▶ [Entries provided]
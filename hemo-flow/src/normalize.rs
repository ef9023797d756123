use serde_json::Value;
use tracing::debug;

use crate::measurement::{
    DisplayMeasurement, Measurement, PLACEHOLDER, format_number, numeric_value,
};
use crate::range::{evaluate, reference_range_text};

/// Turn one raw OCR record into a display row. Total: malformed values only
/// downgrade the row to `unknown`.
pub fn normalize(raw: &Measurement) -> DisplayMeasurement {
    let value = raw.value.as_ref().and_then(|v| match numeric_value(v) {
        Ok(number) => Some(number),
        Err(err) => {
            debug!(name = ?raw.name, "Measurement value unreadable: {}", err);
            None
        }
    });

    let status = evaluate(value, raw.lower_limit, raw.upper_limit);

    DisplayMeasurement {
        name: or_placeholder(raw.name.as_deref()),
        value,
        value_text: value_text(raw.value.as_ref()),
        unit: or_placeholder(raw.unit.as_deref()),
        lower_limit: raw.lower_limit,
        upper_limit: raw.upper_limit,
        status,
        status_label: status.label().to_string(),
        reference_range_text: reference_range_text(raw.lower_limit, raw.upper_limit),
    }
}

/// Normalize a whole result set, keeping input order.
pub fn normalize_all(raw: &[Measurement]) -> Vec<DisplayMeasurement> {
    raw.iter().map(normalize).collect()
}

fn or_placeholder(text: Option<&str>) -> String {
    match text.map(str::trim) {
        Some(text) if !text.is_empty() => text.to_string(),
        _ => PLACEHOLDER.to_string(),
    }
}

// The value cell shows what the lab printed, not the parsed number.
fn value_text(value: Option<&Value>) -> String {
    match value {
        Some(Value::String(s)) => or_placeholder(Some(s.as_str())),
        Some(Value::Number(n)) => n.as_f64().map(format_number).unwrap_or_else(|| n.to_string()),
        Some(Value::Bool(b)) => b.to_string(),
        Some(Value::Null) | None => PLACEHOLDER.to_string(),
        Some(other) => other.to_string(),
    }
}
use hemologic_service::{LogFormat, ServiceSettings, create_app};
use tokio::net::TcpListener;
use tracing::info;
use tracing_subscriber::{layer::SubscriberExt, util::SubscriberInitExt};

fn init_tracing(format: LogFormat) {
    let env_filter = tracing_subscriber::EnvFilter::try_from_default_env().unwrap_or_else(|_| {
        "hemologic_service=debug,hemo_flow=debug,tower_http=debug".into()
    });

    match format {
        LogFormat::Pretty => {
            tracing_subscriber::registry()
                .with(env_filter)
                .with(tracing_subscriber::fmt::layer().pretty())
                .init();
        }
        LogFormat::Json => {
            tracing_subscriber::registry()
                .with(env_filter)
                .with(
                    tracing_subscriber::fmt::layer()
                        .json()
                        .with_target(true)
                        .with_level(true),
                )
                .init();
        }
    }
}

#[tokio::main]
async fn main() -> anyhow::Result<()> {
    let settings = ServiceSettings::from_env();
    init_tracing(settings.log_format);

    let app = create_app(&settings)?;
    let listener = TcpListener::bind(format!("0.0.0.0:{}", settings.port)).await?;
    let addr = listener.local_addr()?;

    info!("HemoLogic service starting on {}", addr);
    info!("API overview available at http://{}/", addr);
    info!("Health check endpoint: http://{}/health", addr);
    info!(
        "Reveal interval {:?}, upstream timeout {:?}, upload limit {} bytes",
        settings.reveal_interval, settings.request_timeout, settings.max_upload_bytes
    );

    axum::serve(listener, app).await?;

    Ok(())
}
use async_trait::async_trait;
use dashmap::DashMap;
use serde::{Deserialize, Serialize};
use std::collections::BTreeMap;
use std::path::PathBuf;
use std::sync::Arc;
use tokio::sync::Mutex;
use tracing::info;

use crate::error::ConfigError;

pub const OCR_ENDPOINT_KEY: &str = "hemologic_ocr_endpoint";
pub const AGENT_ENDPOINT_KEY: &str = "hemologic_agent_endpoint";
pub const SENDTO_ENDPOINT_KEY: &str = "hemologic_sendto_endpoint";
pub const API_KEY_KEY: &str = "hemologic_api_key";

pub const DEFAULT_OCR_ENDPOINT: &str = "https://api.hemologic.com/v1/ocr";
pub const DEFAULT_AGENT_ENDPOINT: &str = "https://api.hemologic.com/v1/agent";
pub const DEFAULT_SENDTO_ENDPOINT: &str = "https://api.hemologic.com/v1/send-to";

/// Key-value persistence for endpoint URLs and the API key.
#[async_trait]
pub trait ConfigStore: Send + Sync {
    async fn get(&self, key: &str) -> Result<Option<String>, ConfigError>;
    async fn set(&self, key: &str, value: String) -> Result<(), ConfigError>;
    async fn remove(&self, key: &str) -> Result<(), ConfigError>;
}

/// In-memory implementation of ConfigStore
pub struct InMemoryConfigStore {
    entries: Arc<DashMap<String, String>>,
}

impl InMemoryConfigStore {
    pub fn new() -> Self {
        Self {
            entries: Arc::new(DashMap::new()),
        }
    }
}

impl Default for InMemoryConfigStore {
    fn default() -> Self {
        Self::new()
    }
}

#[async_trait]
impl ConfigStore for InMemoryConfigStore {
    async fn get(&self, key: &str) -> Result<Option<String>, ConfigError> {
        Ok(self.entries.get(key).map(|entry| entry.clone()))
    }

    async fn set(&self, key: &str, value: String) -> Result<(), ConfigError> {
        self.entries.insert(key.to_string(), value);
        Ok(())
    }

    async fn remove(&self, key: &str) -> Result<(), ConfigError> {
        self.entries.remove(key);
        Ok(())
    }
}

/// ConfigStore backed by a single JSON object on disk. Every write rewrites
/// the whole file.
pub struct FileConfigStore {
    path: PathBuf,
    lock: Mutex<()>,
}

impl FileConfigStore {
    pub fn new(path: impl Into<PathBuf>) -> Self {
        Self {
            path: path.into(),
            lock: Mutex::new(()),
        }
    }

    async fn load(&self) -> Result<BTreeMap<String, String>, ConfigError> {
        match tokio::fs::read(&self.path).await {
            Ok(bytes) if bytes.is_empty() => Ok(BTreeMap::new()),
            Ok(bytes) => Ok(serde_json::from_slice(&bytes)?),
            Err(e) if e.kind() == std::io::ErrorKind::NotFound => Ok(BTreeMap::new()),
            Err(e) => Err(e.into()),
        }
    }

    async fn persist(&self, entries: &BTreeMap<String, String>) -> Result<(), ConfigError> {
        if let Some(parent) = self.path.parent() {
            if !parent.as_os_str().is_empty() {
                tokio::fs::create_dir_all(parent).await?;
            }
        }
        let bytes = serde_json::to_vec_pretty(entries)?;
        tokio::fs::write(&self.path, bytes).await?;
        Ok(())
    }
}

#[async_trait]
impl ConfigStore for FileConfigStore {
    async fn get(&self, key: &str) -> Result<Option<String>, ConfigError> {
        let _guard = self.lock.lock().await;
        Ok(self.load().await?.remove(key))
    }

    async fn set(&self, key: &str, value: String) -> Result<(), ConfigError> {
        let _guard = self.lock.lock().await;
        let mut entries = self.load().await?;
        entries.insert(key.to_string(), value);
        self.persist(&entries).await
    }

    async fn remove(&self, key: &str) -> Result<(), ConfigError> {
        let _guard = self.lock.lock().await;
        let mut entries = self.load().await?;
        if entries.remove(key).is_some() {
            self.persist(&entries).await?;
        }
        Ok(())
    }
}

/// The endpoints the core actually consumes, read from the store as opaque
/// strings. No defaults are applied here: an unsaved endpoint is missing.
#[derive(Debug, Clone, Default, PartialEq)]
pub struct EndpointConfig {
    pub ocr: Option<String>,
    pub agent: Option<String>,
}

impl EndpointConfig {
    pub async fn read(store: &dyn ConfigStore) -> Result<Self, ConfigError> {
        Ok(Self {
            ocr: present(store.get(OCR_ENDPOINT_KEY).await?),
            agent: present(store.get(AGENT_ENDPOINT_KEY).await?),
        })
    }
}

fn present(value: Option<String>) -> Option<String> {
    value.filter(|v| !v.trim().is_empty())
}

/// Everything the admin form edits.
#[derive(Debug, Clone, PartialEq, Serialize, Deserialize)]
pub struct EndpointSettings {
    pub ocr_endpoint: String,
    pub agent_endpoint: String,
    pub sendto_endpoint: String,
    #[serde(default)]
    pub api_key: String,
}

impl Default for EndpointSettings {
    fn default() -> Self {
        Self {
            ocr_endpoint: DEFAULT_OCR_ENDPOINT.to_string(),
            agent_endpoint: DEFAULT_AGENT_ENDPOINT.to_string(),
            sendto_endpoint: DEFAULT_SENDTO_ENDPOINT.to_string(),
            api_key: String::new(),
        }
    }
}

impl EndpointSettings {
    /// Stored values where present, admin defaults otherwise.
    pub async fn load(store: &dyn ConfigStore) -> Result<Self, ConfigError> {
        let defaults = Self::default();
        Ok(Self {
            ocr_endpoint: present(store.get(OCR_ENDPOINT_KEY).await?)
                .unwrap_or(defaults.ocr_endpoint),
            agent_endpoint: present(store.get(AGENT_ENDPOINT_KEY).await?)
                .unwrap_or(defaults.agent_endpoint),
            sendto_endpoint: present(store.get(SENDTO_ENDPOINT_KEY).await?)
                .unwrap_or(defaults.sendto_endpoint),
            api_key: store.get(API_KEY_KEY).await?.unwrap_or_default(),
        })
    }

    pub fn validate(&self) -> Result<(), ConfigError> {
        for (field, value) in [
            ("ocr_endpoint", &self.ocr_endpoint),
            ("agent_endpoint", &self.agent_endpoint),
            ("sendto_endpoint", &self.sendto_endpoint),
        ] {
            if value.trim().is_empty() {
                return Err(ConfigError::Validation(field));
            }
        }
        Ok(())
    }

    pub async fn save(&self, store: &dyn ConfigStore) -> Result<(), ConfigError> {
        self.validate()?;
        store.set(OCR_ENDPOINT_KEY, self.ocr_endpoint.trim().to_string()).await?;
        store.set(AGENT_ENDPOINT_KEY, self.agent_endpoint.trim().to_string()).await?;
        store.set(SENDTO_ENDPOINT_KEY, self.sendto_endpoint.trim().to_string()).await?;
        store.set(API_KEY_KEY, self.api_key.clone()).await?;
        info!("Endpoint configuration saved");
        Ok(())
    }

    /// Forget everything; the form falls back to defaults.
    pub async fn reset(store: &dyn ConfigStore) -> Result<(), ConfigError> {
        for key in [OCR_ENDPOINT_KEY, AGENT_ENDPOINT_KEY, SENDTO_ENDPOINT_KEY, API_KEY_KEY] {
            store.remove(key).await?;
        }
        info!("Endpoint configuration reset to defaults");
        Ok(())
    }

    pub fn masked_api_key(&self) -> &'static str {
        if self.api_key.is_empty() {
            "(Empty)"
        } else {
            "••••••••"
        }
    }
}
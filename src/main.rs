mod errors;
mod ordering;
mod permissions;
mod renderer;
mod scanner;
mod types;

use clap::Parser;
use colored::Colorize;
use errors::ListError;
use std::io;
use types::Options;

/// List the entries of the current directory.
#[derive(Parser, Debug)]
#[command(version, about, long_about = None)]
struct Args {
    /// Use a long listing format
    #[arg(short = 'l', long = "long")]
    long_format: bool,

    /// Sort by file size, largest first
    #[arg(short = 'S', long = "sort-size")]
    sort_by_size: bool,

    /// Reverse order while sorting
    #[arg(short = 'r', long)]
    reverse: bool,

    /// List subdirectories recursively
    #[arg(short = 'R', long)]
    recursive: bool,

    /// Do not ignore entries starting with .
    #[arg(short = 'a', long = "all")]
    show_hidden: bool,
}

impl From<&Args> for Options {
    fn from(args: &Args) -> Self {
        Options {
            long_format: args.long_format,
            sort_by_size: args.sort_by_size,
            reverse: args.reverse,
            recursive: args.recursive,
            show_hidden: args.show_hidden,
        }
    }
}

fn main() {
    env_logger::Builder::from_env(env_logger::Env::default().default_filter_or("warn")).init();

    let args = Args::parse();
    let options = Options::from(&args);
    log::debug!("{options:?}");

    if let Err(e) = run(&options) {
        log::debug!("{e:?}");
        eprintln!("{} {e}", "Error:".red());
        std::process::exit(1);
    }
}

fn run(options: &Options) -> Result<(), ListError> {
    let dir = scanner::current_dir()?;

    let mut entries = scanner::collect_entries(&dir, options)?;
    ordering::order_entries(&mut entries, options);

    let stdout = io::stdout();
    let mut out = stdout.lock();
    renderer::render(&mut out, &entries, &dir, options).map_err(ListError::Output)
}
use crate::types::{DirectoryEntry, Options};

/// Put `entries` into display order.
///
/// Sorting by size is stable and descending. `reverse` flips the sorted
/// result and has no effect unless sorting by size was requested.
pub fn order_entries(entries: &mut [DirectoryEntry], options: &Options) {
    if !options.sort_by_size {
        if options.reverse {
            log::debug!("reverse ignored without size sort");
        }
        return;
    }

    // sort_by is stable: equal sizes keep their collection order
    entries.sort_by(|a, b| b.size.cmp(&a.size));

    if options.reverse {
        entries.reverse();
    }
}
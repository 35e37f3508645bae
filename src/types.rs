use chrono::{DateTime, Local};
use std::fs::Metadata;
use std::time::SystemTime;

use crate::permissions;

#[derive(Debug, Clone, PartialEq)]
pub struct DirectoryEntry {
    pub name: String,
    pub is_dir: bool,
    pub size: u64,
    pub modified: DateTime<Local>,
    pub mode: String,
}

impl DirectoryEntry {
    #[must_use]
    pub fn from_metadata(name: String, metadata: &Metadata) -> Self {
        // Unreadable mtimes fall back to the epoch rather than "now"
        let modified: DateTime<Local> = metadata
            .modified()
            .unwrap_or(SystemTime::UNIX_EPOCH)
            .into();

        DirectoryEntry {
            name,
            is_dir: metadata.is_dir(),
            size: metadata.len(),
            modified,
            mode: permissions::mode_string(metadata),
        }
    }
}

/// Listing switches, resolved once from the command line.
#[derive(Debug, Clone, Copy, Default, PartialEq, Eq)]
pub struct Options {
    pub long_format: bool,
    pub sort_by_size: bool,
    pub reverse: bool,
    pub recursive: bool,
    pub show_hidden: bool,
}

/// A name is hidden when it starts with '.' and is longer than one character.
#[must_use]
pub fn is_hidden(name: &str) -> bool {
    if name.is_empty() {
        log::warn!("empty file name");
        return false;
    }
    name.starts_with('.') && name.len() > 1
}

▶ [Requirement]
Starting at the first line of the entries above, please extract each line up to and including the line with "let value = raw.value.as_ref().and_then(|v|", unchanged, and add nothing.

▶ [Answer space]
filename hemo-flow/src/normalize.rs
repository ef9023797d756123
use serde_json::Value;
use tracing::debug;

use crate::measurement::{
    DisplayMeasurement, Measurement, PLACEHOLDER, format_number, numeric_value,
};
use crate::range::{evaluate, reference_range_text};

/// Turn one raw OCR record into a display row. Total: malformed values only
/// downgrade the row to `unknown`.
pub fn normalize(raw: &Measurement) -> DisplayMeasurement {
    let value = raw.value.as_ref().and_then(|v| match numeric_value(v) {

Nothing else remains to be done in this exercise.